Diversity and racial equity in corporations and institutions of higher education have grown in importance during recent years, especially as contemporary research has been conducted on the experiences of Asian American Pacific Islander (AAPI) faculty members (Davis & Huang, 2013; Gee, Peck, & Wong, 2015). However, the higher education research has excluded AAPIs, with little complex analysis on AAPIs’ experiences as student or faculty (Museus, 2009).
The purpose of this interview-based qualitative study was to give voice to AAPI faculty members at Predominantly White Institutions (PWIs). I utilized a basic interpretive design to examine individual experiences that shaped the perceptions of AAPI faculty members at their respective institutions. Utilizing the theoretical frameworks of the Model Minority Myth and Perpetual Foreigner Stereotype and the construct of microaggressions, 9 AAPI faculty members participated in interviews in which they described their career experiences at PWIs. AAPI faculty members stated that they were able to individually transcend microaggressions by drawing from life experiences, taking strategic action, and experiencing the gradual increase of AAPI faculty members and their academic program representation at PWIs.

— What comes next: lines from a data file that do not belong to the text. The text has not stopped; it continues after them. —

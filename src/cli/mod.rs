//! CLI interface using clap
//!
//! Provides the command-line interface for docsync

mod commands;

pub use commands::*;

use crate::config::{DatabaseConfig, ScanConfig, Settings, SETTINGS_FILE};
use anyhow::{Context, Result};
use clap::{Parser, Subcommand};
use std::path::PathBuf;

/// docsync - sync a Markdown knowledge base into a relational catalogue
#[derive(Parser, Debug)]
#[command(name = "docsync")]
#[command(author, version, about, long_about = None)]
#[command(propagate_version = true)]
pub struct Cli {
    /// Root of the Markdown docs tree
    #[arg(short, long, global = true, env = "DOCSYNC_DOCS")]
    pub path: Option<PathBuf>,

    /// Directory holding the mapping files
    #[arg(short, long, global = true, env = "DOCSYNC_CONFIG_DIR")]
    pub config_dir: Option<PathBuf>,

    /// Technology mapping file (overrides the one in the config directory)
    #[arg(long, global = true)]
    pub technologies: Option<PathBuf>,

    /// Specialty mapping file (overrides the one in the config directory)
    #[arg(long, global = true)]
    pub specialties: Option<PathBuf>,

    /// SQLite database file
    #[arg(long, global = true, env = "DOCSYNC_DB")]
    pub database: Option<PathBuf>,

    /// Settings file
    #[arg(long, global = true, env = "DOCSYNC_SETTINGS", default_value = SETTINGS_FILE)]
    pub settings: PathBuf,

    /// Enable verbose output
    #[arg(short, long, global = true)]
    pub verbose: bool,

    /// Output format (text, json)
    #[arg(short = 'o', long, global = true, default_value = "text")]
    pub format: OutputFormat,

    #[command(subcommand)]
    pub command: Commands,
}

/// Available commands
#[derive(Subcommand, Debug)]
pub enum Commands {
    /// Create the database schema
    Init,

    /// Delete all synced data
    Clear,

    /// Scan the docs tree and persist every document
    Parse(ParseArgs),

    /// Report which documents changed since the last sync
    Check,

    /// Persist only new and changed documents
    Update(UpdateArgs),
}

/// Output format
#[derive(Debug, Clone, Copy, PartialEq, Eq, clap::ValueEnum)]
pub enum OutputFormat {
    Text,
    Json,
}

/// Arguments for parse command
#[derive(Parser, Debug)]
pub struct ParseArgs {
    /// Clear the database before saving
    #[arg(long)]
    pub clear: bool,

    /// Only report what would change, save nothing
    #[arg(long)]
    pub check_only: bool,
}

/// Arguments for update command
#[derive(Parser, Debug)]
pub struct UpdateArgs {
    /// Save every scanned document, changed or not
    #[arg(short, long)]
    pub force: bool,
}

/// Fully resolved configuration for one command
#[derive(Debug, Clone, PartialEq, Eq)]
pub struct RunConfig {
    pub scan: ScanConfig,
    pub database: DatabaseConfig,
}

impl Cli {
    /// Parse command line arguments
    pub fn parse_args() -> Self {
        Self::parse()
    }

    /// Load the settings file and apply the command line overrides
    pub fn run_config(&self) -> Result<RunConfig> {
        let mut settings = Settings::load_or_default(&self.settings)
            .with_context(|| format!("Failed to load settings from {:?}", self.settings))?;

        if let Some(ref path) = self.path {
            settings.docs_path = path.clone();
        }
        if let Some(ref dir) = self.config_dir {
            settings.config_dir = dir.clone();
        }
        if let Some(ref database) = self.database {
            settings.database.path = database.clone();
        }

        let mut scan = settings.scan_config();
        if let Some(ref technologies) = self.technologies {
            scan.technology_path = technologies.clone();
        }
        if let Some(ref specialties) = self.specialties {
            scan.specialties_path = Some(specialties.clone());
        }

        Ok(RunConfig {
            scan,
            database: settings.database,
        })
    }
}

#[cfg(test)]
mod tests {
    use super::*;
    use std::fs;
    use tempfile::TempDir;

    #[test]
    fn test_cli_parsing() {
        let cli = Cli::parse_from(["docsync", "parse", "--clear"]);
        assert!(matches!(cli.command, Commands::Parse(_)));

        if let Commands::Parse(args) = cli.command {
            assert!(args.clear);
            assert!(!args.check_only);
        }
    }

    #[test]
    fn test_update_command() {
        let cli = Cli::parse_from(["docsync", "update", "--force", "-o", "json"]);
        assert_eq!(cli.format, OutputFormat::Json);
        if let Commands::Update(args) = cli.command {
            assert!(args.force);
        }
    }

    #[test]
    fn test_global_flags_after_subcommand() {
        let cli = Cli::parse_from(["docsync", "check", "-p", "/srv/docs", "--database", "x.db"]);
        assert!(matches!(cli.command, Commands::Check));
        assert_eq!(cli.path, Some(PathBuf::from("/srv/docs")));
        assert_eq!(cli.database, Some(PathBuf::from("x.db")));
    }

    #[test]
    fn test_run_config_defaults_and_overrides() {
        let tmp = TempDir::new().unwrap();
        let settings = tmp.path().join("docsync.toml");
        fs::write(&settings, "docs_path = \"/srv/wiki\"\nconfig_dir = \"/etc/docsync\"\n").unwrap();

        let cli = Cli::parse_from([
            "docsync",
            "check",
            "--settings",
            settings.to_str().unwrap(),
            "--specialties",
            "/tmp/specialties.yaml",
        ]);
        let config = cli.run_config().unwrap();

        assert_eq!(config.scan.docs_path, PathBuf::from("/srv/wiki"));
        assert_eq!(
            config.scan.technology_path,
            PathBuf::from("/etc/docsync/category-mapping.yaml")
        );
        assert_eq!(
            config.scan.specialties_path,
            Some(PathBuf::from("/tmp/specialties.yaml"))
        );
        assert_eq!(config.database.path, PathBuf::from("./docsync.db"));
    }

    #[test]
    fn test_run_config_rejects_broken_settings() {
        let tmp = TempDir::new().unwrap();
        let settings = tmp.path().join("docsync.toml");
        fs::write(&settings, "docs_path = [").unwrap();

        let cli = Cli::parse_from(["docsync", "init", "--settings", settings.to_str().unwrap()]);
        assert!(cli.run_config().is_err());
    }
}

The basic interpretive design methodology that I utilized resulted in findings that connected and strengthened the theoretical frameworks of the Model Minority Myth and Perpetual Foreigner Stereotype as mentioned, with the effects of microaggressions on AAPI faculty members for this study. The data collected on AAPI faculty members’ experiences at their institutions reveal the effects of the Model Minority Myth, perpetuating the narrative of monolithic AAPI success in academia and careers, yet not in the mold of leadership qualities (Yamagata-Noji & Gee, 2012). Perpetual Foreigner Stereotype, as the xenophobic racism that minority groups in the Unites States are considered non or less American (Armenta et al., 2013). Microaggressions are subtle discrimination against minorities (Sue, 2010) that effect AAPIs’ career experiences. Implications for future research will help higher education administrative leadership and stakeholders better support career experiences and opportunities for AAPI faculty members.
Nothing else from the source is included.